* EXERCISE INSTRUCTIONS *
Track down each line below containing the string "GlowbookError" and copy it.

* Collected data *
-------------------------

//! Global glowbook configuration.

use std::path::PathBuf;

use config::{Config, File};
use serde::{Deserialize, Serialize};

use crate::error::{GlowbookError, GlowbookResult};
use crate::recurrence::DEFAULT_OCCURRENCES;

static DEFAULT_EXPORT_DIR: &str = "~/glowbook";
static DEFAULT_CURRENCY: &str = "USD";

fn default_export_dir() -> PathBuf {
    PathBuf::from(DEFAULT_EXPORT_DIR)
}

fn default_currency() -> String {
    DEFAULT_CURRENCY.to_string()
}

fn default_occurrence_count() -> u32 {
    DEFAULT_OCCURRENCES
}

/// Global configuration at ~/.config/glowbook/config.toml
#[derive(Debug, Serialize, Deserialize, Clone)]
pub struct GlowbookConfig {
    /// Where exported .ics files land when no --output is given.
    #[serde(default = "default_export_dir")]
    pub export_dir: PathBuf,

    /// Occurrence count used when a series request does not pick one.
    #[serde(default = "default_occurrence_count")]
    pub default_occurrences: u32,

    /// Display currency code for projected costs.
    #[serde(default = "default_currency")]
    pub currency: String,
}

impl Default for GlowbookConfig {
    fn default() -> Self {
        GlowbookConfig {
            export_dir: default_export_dir(),
            default_occurrences: default_occurrence_count(),
            currency: default_currency(),
        }
    }
}

impl GlowbookConfig {
    pub fn config_path() -> GlowbookResult<PathBuf> {
        let config_dir = dirs::config_dir()
            .ok_or_else(|| GlowbookError::Config("Could not determine config directory".into()))?
            .join("glowbook");

        Ok(config_dir.join("config.toml"))
    }

    /// Load the config, creating a commented-out default file on first use.
    pub fn load() -> GlowbookResult<Self> {
        let config_path = Self::config_path()?;

        if !config_path.exists() {
            Self::create_default_config(&config_path)?;
        }

        let config: GlowbookConfig = Config::builder()
            .add_source(File::from(config_path).required(false))
            .build()
            .map_err(|e| GlowbookError::Config(e.to_string()))?
            .try_deserialize()
            .map_err(|e| GlowbookError::Config(e.to_string()))?;

        Ok(config)
    }

    /// Save the current config to ~/.config/glowbook/config.toml
    pub fn save(&self) -> GlowbookResult<()> {
        let config_path = Self::config_path()?;

        if let Some(parent) = config_path.parent() {
            std::fs::create_dir_all(parent).map_err(|e| {
                GlowbookError::Config(format!("Could not create config directory: {e}"))
            })?;
        }

        let content =
            toml::to_string_pretty(self).map_err(|e| GlowbookError::Config(e.to_string()))?;

        std::fs::write(&config_path, content)
            .map_err(|e| GlowbookError::Config(format!("Could not write config file: {e}")))?;

        Ok(())
    }

    /// Update one setting by name. Keys match the config file fields.
    pub fn set(&mut self, key: &str, value: &str) -> GlowbookResult<()> {
        match key {
            "export_dir" => {
                self.export_dir = PathBuf::from(value);
            }
            "default_occurrences" => {
                let count: u32 = value.parse().map_err(|_| {
                    GlowbookError::Config(format!("'{value}' is not a valid occurrence count"))
                })?;
                self.default_occurrences = count;
            }
            "currency" => {
                self.currency = value.to_string();
            }
            other => {
                return Err(GlowbookError::Config(format!(
                    "Unknown config key '{other}'. Expected export_dir, default_occurrences or currency"
                )));
            }
        }
        Ok(())
    }

    /// Export directory with `~` expanded.
    pub fn export_path(&self) -> PathBuf {
        let expanded = shellexpand::tilde(&self.export_dir.to_string_lossy()).into_owned();
        PathBuf::from(expanded)
    }

    fn create_default_config(path: &std::path::Path) -> GlowbookResult<()> {
        let contents = format!(
            "\
# glowbook configuration

# Where exported .ics files go:
# export_dir = \"{DEFAULT_EXPORT_DIR}\"

# Occurrence count when a series doesn't pick one:
# default_occurrences = {DEFAULT_OCCURRENCES}

# Display currency for projected costs:
# currency = \"{DEFAULT_CURRENCY}\"
"
        );

        if let Some(parent) = path.parent() {
            std::fs::create_dir_all(parent).map_err(|e| {
                GlowbookError::Config(format!("Could not create config directory: {e}"))
            })?;
        }

        std::fs::write(path, contents)
            .map_err(|e| GlowbookError::Config(format!("Could not write config file: {e}")))?;

        Ok(())
    }
}

#[cfg(test)]
mod tests {
    use super::*;

    #[test]
    fn defaults_fill_missing_fields() {
        let config: GlowbookConfig = toml::from_str("").unwrap();
        assert_eq!(config.default_occurrences, DEFAULT_OCCURRENCES);
        assert_eq!(config.currency, "USD");
        assert_eq!(config.export_dir, PathBuf::from("~/glowbook"));
    }

    #[test]
    fn partial_file_keeps_other_defaults() {
        let config: GlowbookConfig = toml::from_str("currency = \"EUR\"").unwrap();
        assert_eq!(config.currency, "EUR");
        assert_eq!(config.default_occurrences, DEFAULT_OCCURRENCES);
    }

    #[test]
    fn set_updates_known_keys() {
        let mut config = GlowbookConfig::default();

        config.set("currency", "EUR").unwrap();
        config.set("default_occurrences", "8").unwrap();
        config.set("export_dir", "/tmp/bookings").unwrap();

        assert_eq!(config.currency, "EUR");
        assert_eq!(config.default_occurrences, 8);
        assert_eq!(config.export_dir, PathBuf::from("/tmp/bookings"));
    }

    #[test]
    fn set_rejects_unknown_key_and_bad_count() {
        let mut config = GlowbookConfig::default();

        assert!(config.set("colour", "teal").is_err());
        assert!(config.set("default_occurrences", "lots").is_err());
        assert_eq!(config.default_occurrences, DEFAULT_OCCURRENCES);
    }

    #[test]
    fn set_roundtrips_through_toml() {
        let mut config = GlowbookConfig::default();
        config.set("currency", "GBP").unwrap();

        let content = toml::to_string_pretty(&config).unwrap();
        let reloaded: GlowbookConfig = toml::from_str(&content).unwrap();

        assert_eq!(reloaded.currency, "GBP");
    }
}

-------------------------

* EXERCISE RESPONSE *
use crate::error::{GlowbookError, GlowbookResult};
            .ok_or_else(|| GlowbookError::Config("Could not determine config directory".into()))?
            .map_err(|e| GlowbookError::Config(e.to_string()))?
            .map_err(|e| GlowbookError::Config(e.to_string()))?;
                GlowbookError::Config(format!("Could not create config directory: {e}"))
            toml::to_string_pretty(self).map_err(|e| GlowbookError::Config(e.to_string()))?;
            .map_err(|e| GlowbookError::Config(format!("Could not write config file: {e}")))?;
                    GlowbookError::Config(format!("'{value}' is not a valid occurrence count"))
                return Err(GlowbookError::Config(format!(
                GlowbookError::Config(format!("Could not create config directory: {e}"))
            .map_err(|e| GlowbookError::Config(format!("Could not write config file: {e}")))?;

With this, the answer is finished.